Musical director Kirsten Clark is the first to take to the stage. She takes her place behind the piano and that’s where she stays for the entirety of the show. She both fades into the background and interacts with the cast throughout – a role she carries out seamlessly and naturally. The programme informs me that Kirsten might be ‘sh*tting herself’ to be sitting on the stage playing the piano – it’s a huge responsibility after all, but one that she carries off beautifully.
The show starts and it’s all a bit weird and disconcerting. Everything seems a bit off-centre and under or overdone. It takes me a couple of acts to really grasp what they are up to. I come to realise I’m over-thinking things and need to just go with it. Time starts to fly by and we are really enjoying a great laugh. I cannot possibly begin to mention everything that happened because so many things did – but it was light-hearted, joyful, inclusive, insightful and intimate.
Abbey theatre really made a meal out of this production and I enjoyed the full degustation that they served up. It was a bit like getting all your favourite desserts but smashed to bits and relabelled as ‘deconstructed’. Director Andrea Maxwell has given a group of talented and experienced thespians an opportunity to work together and cook up a really good time, and the results do not suffer from ‘too many cooks in the kitchen’. The set is sparse, the costumes not that impressive, but the overall texture is real and gritty.

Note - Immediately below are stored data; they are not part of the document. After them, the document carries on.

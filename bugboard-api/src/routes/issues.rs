/// Issue endpoints
///
/// # Endpoints
///
/// - `GET  /v1/issues[?filter=&page=]` - List issues
/// - `GET  /v1/issues/filter/:term` - List issues with a path filter
/// - `POST /v1/projects/:id/issues` - Create issue in a project
/// - `GET  /v1/issues/:id` - Detail with comment threads
/// - `POST /v1/issues/:id/update` - Update title, summary and priority
/// - `POST /v1/issues/:id/delete` - Delete issue
/// - `POST /v1/issues/:id/open` | `/close` - Change status
/// - `POST /v1/issues/:id/members/add` | `/remove` - Assignments

use axum::{
    extract::{Path, Query, State},
    response::Redirect,
    Json,
};
use bugboard_shared::{
    auth::{authorization::Actor, middleware::AuthContext},
    detail::{self, IssueDetail},
    lifecycle::{self, IssueForm},
    listing::{self, ListParams},
    members,
    models::{issue::Issue, membership::Assignable},
};
use validator::Validate;

use super::{issue_path, project_path, with_sidebar, ListQuery, ListResponse, MemberRequest, WithSidebar};
use crate::{
    app::AppState,
    error::{or_redirect, ApiResult},
};

type IssueList = Json<WithSidebar<ListResponse<Issue>>>;

async fn render_list(state: &AppState, actor: &Actor, params: ListParams) -> ApiResult<IssueList> {
    let page = listing::list_issues(&state.db, &params).await?;
    with_sidebar(
        &state.db,
        actor,
        ListResponse {
            filter: params.term,
            page,
        },
    )
    .await
}

pub async fn list_issues(
    State(state): State<AppState>,
    actor: Actor,
    Query(query): Query<ListQuery>,
) -> ApiResult<IssueList> {
    let params = query.params(state.per_page());
    render_list(&state, &actor, params).await
}

pub async fn list_issues_by_term(
    State(state): State<AppState>,
    actor: Actor,
    Path(term): Path<String>,
    Query(query): Query<ListQuery>,
) -> ApiResult<IssueList> {
    let params = query.params_with_term(&term, state.per_page())?;
    render_list(&state, &actor, params).await
}

/// Creates an issue and redirects to its project
pub async fn create_issue(
    State(state): State<AppState>,
    auth: AuthContext,
    Path(project_id): Path<i64>,
    Json(form): Json<IssueForm>,
) -> ApiResult<Redirect> {
    lifecycle::create_issue(&state.db, &auth.actor(), project_id, &form).await?;
    Ok(Redirect::to(&project_path(project_id)))
}

/// Issue detail; counts as a visit
pub async fn issue_detail(
    State(state): State<AppState>,
    actor: Actor,
    Path(id): Path<i64>,
) -> ApiResult<Json<WithSidebar<IssueDetail>>> {
    let detail = detail::issue_detail(&state.db, &actor, id).await?;
    with_sidebar(&state.db, &actor, detail).await
}

pub async fn update_issue(
    State(state): State<AppState>,
    auth: AuthContext,
    Path(id): Path<i64>,
    Json(form): Json<IssueForm>,
) -> ApiResult<Redirect> {
    let location = issue_path(id);
    or_redirect(
        lifecycle::update_issue(&state.db, &auth.actor(), id, &form).await,
        &location,
    )?;
    Ok(Redirect::to(&location))
}

/// Deletes the issue and redirects to its project; creator only
pub async fn delete_issue(
    State(state): State<AppState>,
    auth: AuthContext,
    Path(id): Path<i64>,
) -> ApiResult<Redirect> {
    let issue = or_redirect(
        lifecycle::delete_issue(&state.db, &auth.actor(), id).await,
        &issue_path(id),
    )?;
    Ok(Redirect::to(&project_path(issue.project_id)))
}

pub async fn open_issue(
    State(state): State<AppState>,
    auth: AuthContext,
    Path(id): Path<i64>,
) -> ApiResult<Redirect> {
    let location = issue_path(id);
    or_redirect(lifecycle::open_issue(&state.db, &auth.actor(), id).await, &location)?;
    Ok(Redirect::to(&location))
}

pub async fn close_issue(
    State(state): State<AppState>,
    auth: AuthContext,
    Path(id): Path<i64>,
) -> ApiResult<Redirect> {
    let location = issue_path(id);
    or_redirect(lifecycle::close_issue(&state.db, &auth.actor(), id).await, &location)?;
    Ok(Redirect::to(&location))
}

pub async fn add_member(
    State(state): State<AppState>,
    auth: AuthContext,
    Path(id): Path<i64>,
    Json(req): Json<MemberRequest>,
) -> ApiResult<Redirect> {
    req.validate()?;

    let location = issue_path(id);
    or_redirect(
        members::add_member(&state.db, &auth.actor(), Assignable::Issue(id), &req.username).await,
        &location,
    )?;
    Ok(Redirect::to(&location))
}

pub async fn remove_member(
    State(state): State<AppState>,
    auth: AuthContext,
    Path(id): Path<i64>,
    Json(req): Json<MemberRequest>,
) -> ApiResult<Redirect> {
    req.validate()?;

    let location = issue_path(id);
    or_redirect(
        members::remove_member(&state.db, &auth.actor(), Assignable::Issue(id), &req.username)
            .await,
        &location,
    )?;
    Ok(Redirect::to(&location))
}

Each actor carried off multiple characters (which is why it’s so hard to comment on individual performances) and picturing them all giggling and guffawing back stage as they wriggled out of one outfit and into another is quite delightful. It’s as if all the understudies, extras, and stagehands have leaped into the costume room after hours, grabbed some outfits and put on an impromptu show purely for their own entertainment. As an audience it feels intimate to get a glimpse behind the scenes and to feel like a confidante as they air their frustrations.

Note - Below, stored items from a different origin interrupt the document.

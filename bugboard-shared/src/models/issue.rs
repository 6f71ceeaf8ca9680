/// Issue model and database operations
///
/// An issue belongs to exactly one project for its whole life. It has a
/// status (Open/Closed), a priority, a visit counter with the time of the
/// last visit, and its own membership set seeded with the creator.
///
/// # Schema
///
/// ```sql
/// CREATE TABLE issues (
///     id INTEGER PRIMARY KEY AUTOINCREMENT,
///     title TEXT NOT NULL CHECK (length(title) <= 64),
///     project_id INTEGER NOT NULL REFERENCES projects(id) ON DELETE CASCADE,
///     summary TEXT NOT NULL,
///     status TEXT NOT NULL DEFAULT 'Open' CHECK (status IN ('Open', 'Closed')),
///     priority INTEGER NOT NULL DEFAULT 1 CHECK (priority IN (1, 2, 3)),
///     created_on TEXT NOT NULL,
///     created_by TEXT NOT NULL REFERENCES users(name) ON DELETE CASCADE,
///     modified_on TEXT NOT NULL,
///     modified_by TEXT NOT NULL REFERENCES users(name) ON DELETE CASCADE,
///     visits INTEGER NOT NULL DEFAULT 0,
///     last_visit TEXT NOT NULL,
///     closed_by TEXT REFERENCES users(name) ON DELETE SET NULL
/// );
/// ```

use chrono::{DateTime, Utc};
use serde::{Deserialize, Serialize};
use sqlx::SqlitePool;

use crate::models::membership::{Assignable, Membership};

/// Maximum title length in characters
pub const TITLE_MAX_CHARS: usize = 64;

/// Issue status
#[derive(Debug, Clone, Copy, PartialEq, Eq, Serialize, Deserialize, sqlx::Type)]
pub enum IssueStatus {
    Open,
    Closed,
}

impl IssueStatus {
    pub fn as_str(&self) -> &'static str {
        match self {
            IssueStatus::Open => "Open",
            IssueStatus::Closed => "Closed",
        }
    }
}

impl Default for IssueStatus {
    fn default() -> Self {
        IssueStatus::Open
    }
}

/// Issue priority, stored as its numeric level
#[derive(Debug, Clone, Copy, PartialEq, Eq, PartialOrd, Ord, Serialize, Deserialize, sqlx::Type)]
#[repr(i32)]
pub enum Priority {
    Low = 1,
    Medium = 2,
    High = 3,
}

impl Priority {
    pub fn level(&self) -> i32 {
        *self as i32
    }

    /// Parses the numeric level (1..=3)
    pub fn from_level(level: i32) -> Option<Self> {
        match level {
            1 => Some(Priority::Low),
            2 => Some(Priority::Medium),
            3 => Some(Priority::High),
            _ => None,
        }
    }
}

impl Default for Priority {
    fn default() -> Self {
        Priority::Low
    }
}

/// Issue record
#[derive(Debug, Clone, Serialize, Deserialize, sqlx::FromRow)]
pub struct Issue {
    pub id: i64,
    pub title: String,
    pub project_id: i64,
    pub summary: String,
    pub status: IssueStatus,
    pub priority: Priority,
    pub created_on: DateTime<Utc>,
    pub created_by: String,
    pub modified_on: DateTime<Utc>,
    pub modified_by: String,
    pub visits: i64,
    pub last_visit: DateTime<Utc>,
    pub closed_by: Option<String>,
}

/// Input for filing an issue
#[derive(Debug, Clone, Serialize, Deserialize)]
pub struct CreateIssue {
    pub project_id: i64,
    pub title: String,
    pub summary: String,
    pub priority: Priority,
    pub created_by: String,
}

/// Input for updating an issue's editable fields
#[derive(Debug, Clone, Serialize, Deserialize)]
pub struct UpdateIssue {
    pub title: String,
    pub summary: String,
    pub priority: Priority,
    pub modified_by: String,
}

pub(crate) const ISSUE_COLUMNS: &str = "id, title, project_id, summary, status, priority, \
                                        created_on, created_by, modified_on, modified_by, \
                                        visits, last_visit, closed_by";

impl Issue {
    /// Inserts an Open issue and adds its creator to the membership set
    pub async fn create(pool: &SqlitePool, data: CreateIssue) -> Result<Self, sqlx::Error> {
        let now = Utc::now();
        let mut tx = pool.begin().await?;

        let issue = sqlx::query_as::<_, Issue>(&format!(
            r#"
            INSERT INTO issues (title, project_id, summary, status, priority,
                                created_on, created_by, modified_on, modified_by, last_visit)
            VALUES (?1, ?2, ?3, ?4, ?5, ?6, ?7, ?6, ?7, ?6)
            RETURNING {ISSUE_COLUMNS}
            "#
        ))
        .bind(&data.title)
        .bind(data.project_id)
        .bind(&data.summary)
        .bind(IssueStatus::Open)
        .bind(data.priority)
        .bind(now)
        .bind(&data.created_by)
        .fetch_one(&mut *tx)
        .await?;

        Membership::add_with(&mut *tx, Assignable::Issue(issue.id), &data.created_by).await?;

        tx.commit().await?;
        Ok(issue)
    }

    /// Finds an issue by id
    pub async fn find_by_id(pool: &SqlitePool, id: i64) -> Result<Option<Self>, sqlx::Error> {
        let issue = sqlx::query_as::<_, Issue>(&format!(
            "SELECT {ISSUE_COLUMNS} FROM issues WHERE id = ?"
        ))
        .bind(id)
        .fetch_optional(pool)
        .await?;

        Ok(issue)
    }

    /// Replaces title, summary and priority, stamping the modifier
    pub async fn update(
        pool: &SqlitePool,
        id: i64,
        data: UpdateIssue,
    ) -> Result<Option<Self>, sqlx::Error> {
        let issue = sqlx::query_as::<_, Issue>(&format!(
            r#"
            UPDATE issues
            SET title = ?, summary = ?, priority = ?, modified_by = ?, modified_on = ?
            WHERE id = ?
            RETURNING {ISSUE_COLUMNS}
            "#
        ))
        .bind(data.title)
        .bind(data.summary)
        .bind(data.priority)
        .bind(data.modified_by)
        .bind(Utc::now())
        .bind(id)
        .fetch_optional(pool)
        .await?;

        Ok(issue)
    }

    /// Stamps the modifier without touching other fields
    pub async fn touch(pool: &SqlitePool, id: i64, modified_by: &str) -> Result<bool, sqlx::Error> {
        let result = sqlx::query("UPDATE issues SET modified_by = ?, modified_on = ? WHERE id = ?")
            .bind(modified_by)
            .bind(Utc::now())
            .bind(id)
            .execute(pool)
            .await?;

        Ok(result.rows_affected() > 0)
    }

    /// Moves the issue to `status` if it is not already there
    ///
    /// Closing records `actor` as the closer, opening clears it. Returns None
    /// when the issue is missing or already has the requested status; in that
    /// case nothing is written.
    pub async fn set_status(
        pool: &SqlitePool,
        id: i64,
        status: IssueStatus,
        actor: &str,
    ) -> Result<Option<Self>, sqlx::Error> {
        let issue = sqlx::query_as::<_, Issue>(&format!(
            r#"
            UPDATE issues
            SET status = ?1,
                closed_by = CASE WHEN ?1 = 'Closed' THEN ?2 ELSE NULL END,
                modified_by = ?2,
                modified_on = ?3
            WHERE id = ?4 AND status <> ?1
            RETURNING {ISSUE_COLUMNS}
            "#
        ))
        .bind(status)
        .bind(actor)
        .bind(Utc::now())
        .bind(id)
        .fetch_optional(pool)
        .await?;

        Ok(issue)
    }

    /// Deletes an issue with its comments and memberships
    pub async fn delete(pool: &SqlitePool, id: i64) -> Result<bool, sqlx::Error> {
        let result = sqlx::query("DELETE FROM issues WHERE id = ?")
            .bind(id)
            .execute(pool)
            .await?;

        Ok(result.rows_affected() > 0)
    }

    /// Increments the visit counter, sets `last_visit` and returns the updated row
    pub async fn record_visit(pool: &SqlitePool, id: i64) -> Result<Option<Self>, sqlx::Error> {
        let issue = sqlx::query_as::<_, Issue>(&format!(
            r#"
            UPDATE issues SET visits = visits + 1, last_visit = ?
            WHERE id = ?
            RETURNING {ISSUE_COLUMNS}
            "#
        ))
        .bind(Utc::now())
        .bind(id)
        .fetch_optional(pool)
        .await?;

        Ok(issue)
    }

    /// Number of comments on the issue, replies included
    pub async fn comment_count(pool: &SqlitePool, id: i64) -> Result<i64, sqlx::Error> {
        let count: i64 = sqlx::query_scalar("SELECT COUNT(*) FROM comments WHERE issue_id = ?")
            .bind(id)
            .fetch_one(pool)
            .await?;

        Ok(count)
    }

    /// Counts all issues
    pub async fn count(pool: &SqlitePool) -> Result<i64, sqlx::Error> {
        let count: i64 = sqlx::query_scalar("SELECT COUNT(*) FROM issues")
            .fetch_one(pool)
            .await?;

        Ok(count)
    }
}

#[cfg(test)]
mod tests {
    use super::*;
    use crate::db::memory_pool;
    use crate::models::project::{CreateProject, Project};
    use crate::models::user::{CreateUser, User};

    async fn seed() -> (SqlitePool, i64) {
        let pool = memory_pool().await.unwrap();
        for name in ["alice", "bob"] {
            User::create(&pool, CreateUser::regular(name, format!("{name}@example.org"), "h"))
                .await
                .unwrap();
        }
        let project = Project::create(
            &pool,
            CreateProject {
                title: "Tracker".into(),
                summary: "Bugs".into(),
                created_by: "alice".into(),
            },
        )
        .await
        .unwrap();
        (pool, project.id)
    }

    fn new_issue(project_id: i64, creator: &str) -> CreateIssue {
        CreateIssue {
            project_id,
            title: "Crash".into(),
            summary: "It crashes".into(),
            priority: Priority::High,
            created_by: creator.into(),
        }
    }

    #[test]
    fn test_priority_levels() {
        assert_eq!(Priority::Low.level(), 1);
        assert_eq!(Priority::High.level(), 3);
        assert_eq!(Priority::from_level(2), Some(Priority::Medium));
        assert_eq!(Priority::from_level(4), None);
        assert_eq!(Priority::default(), Priority::Low);
        assert!(Priority::High > Priority::Medium);
    }

    #[test]
    fn test_status_default_is_open() {
        assert_eq!(IssueStatus::default(), IssueStatus::Open);
        assert_eq!(IssueStatus::Closed.as_str(), "Closed");
    }

    #[tokio::test]
    async fn test_create_defaults() {
        let (pool, project_id) = seed().await;
        let issue = Issue::create(&pool, new_issue(project_id, "bob")).await.unwrap();

        assert_eq!(issue.status, IssueStatus::Open);
        assert_eq!(issue.priority, Priority::High);
        assert_eq!(issue.modified_by, "bob");
        assert!(issue.closed_by.is_none());
        assert!(Membership::is_member(&pool, Assignable::Issue(issue.id), "bob")
            .await
            .unwrap());
    }

    #[tokio::test]
    async fn test_set_status_round_trip_and_no_op() {
        let (pool, project_id) = seed().await;
        let issue = Issue::create(&pool, new_issue(project_id, "alice")).await.unwrap();

        let closed = Issue::set_status(&pool, issue.id, IssueStatus::Closed, "bob")
            .await
            .unwrap()
            .unwrap();
        assert_eq!(closed.status, IssueStatus::Closed);
        assert_eq!(closed.closed_by.as_deref(), Some("bob"));
        assert_eq!(closed.modified_by, "bob");

        // same-status transition writes nothing
        assert!(Issue::set_status(&pool, issue.id, IssueStatus::Closed, "alice")
            .await
            .unwrap()
            .is_none());
        let unchanged = Issue::find_by_id(&pool, issue.id).await.unwrap().unwrap();
        assert_eq!(unchanged.modified_on, closed.modified_on);
        assert_eq!(unchanged.closed_by.as_deref(), Some("bob"));

        let reopened = Issue::set_status(&pool, issue.id, IssueStatus::Open, "alice")
            .await
            .unwrap()
            .unwrap();
        assert_eq!(reopened.status, IssueStatus::Open);
        assert!(reopened.closed_by.is_none());
    }

    #[tokio::test]
    async fn test_closer_deletion_clears_closed_by() {
        let (pool, project_id) = seed().await;
        let issue = Issue::create(&pool, new_issue(project_id, "alice")).await.unwrap();
        Issue::set_status(&pool, issue.id, IssueStatus::Closed, "bob").await.unwrap();

        // modified_by cascades on user deletion, so alice modifies last
        assert!(Issue::touch(&pool, issue.id, "alice").await.unwrap());
        User::delete(&pool, "bob").await.unwrap();

        let issue = Issue::find_by_id(&pool, issue.id).await.unwrap().unwrap();
        assert_eq!(issue.status, IssueStatus::Closed);
        assert!(issue.closed_by.is_none());
    }

    #[tokio::test]
    async fn test_record_visit_sets_last_visit() {
        let (pool, project_id) = seed().await;
        let issue = Issue::create(&pool, new_issue(project_id, "alice")).await.unwrap();

        let before = Utc::now();
        let visited = Issue::record_visit(&pool, issue.id).await.unwrap().unwrap();
        assert_eq!(visited.visits, 1);
        assert!(visited.last_visit >= before);
        assert!((Utc::now() - visited.last_visit).num_seconds() < 1);
    }

    #[tokio::test]
    async fn test_project_deletion_cascades() {
        let (pool, project_id) = seed().await;
        Issue::create(&pool, new_issue(project_id, "alice")).await.unwrap();
        assert_eq!(Project::issue_count(&pool, project_id).await.unwrap(), 1);

        Project::delete(&pool, project_id).await.unwrap();
        assert_eq!(Issue::count(&pool).await.unwrap(), 0);
    }
}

An audience favourite, and standout performer appearing in many different acts was Liam Peter Taylor. Because I’m ‘getting down with the theatre lingo’ I can identify that Liam is a ‘triple threat’ a supreme dancing, singing and acting machine. Particular highlights of his roles were as Barbara Streisand, and in his Cats parody, but there’s plenty to enjoy about the plethora of delights he served up.
Sophia Parker gets a special mention because I love her crazy curly head and I can’t possibly pretend to be unbiased. Her ability to do spoof musicals suits her personality very well and her combination of sexy and silly is very alluring. Jo Sale played a diverse range of roles from crass to touching, seemingly slipping with ease from one role to another. Her role strolling on stage as a dishevelled Annie, smoking a cigarette was an all too brief treat. Ben Pryor and Julie Cullen were a great double act and involved the audience in an enjoyable and fun way. Julie managed to sparkle mischievousness from her eyes, I kind of wanted to run backstage with her and get drunk.
The depiction of Les Miserables left me feeling the least miserable of all the miserable times I've seen that long and depressing show. It seems that it's not just the audience that finds it an endurance act to get through. Laughing during Les Mis this time was not a sign I was finally losing my mind but the great relief in seeing a bunch of actors kick its miserable arse around with glee.
I never got tired in my seat (despite the fact that they are terribly economy class seats), I never yawned and hoped the end was coming, in fact the finale came as a surprise. This was a delightfully pared back show that I had the pleasure to enjoy, and my joy was amplified by seeing how much the cast were enjoying themselves.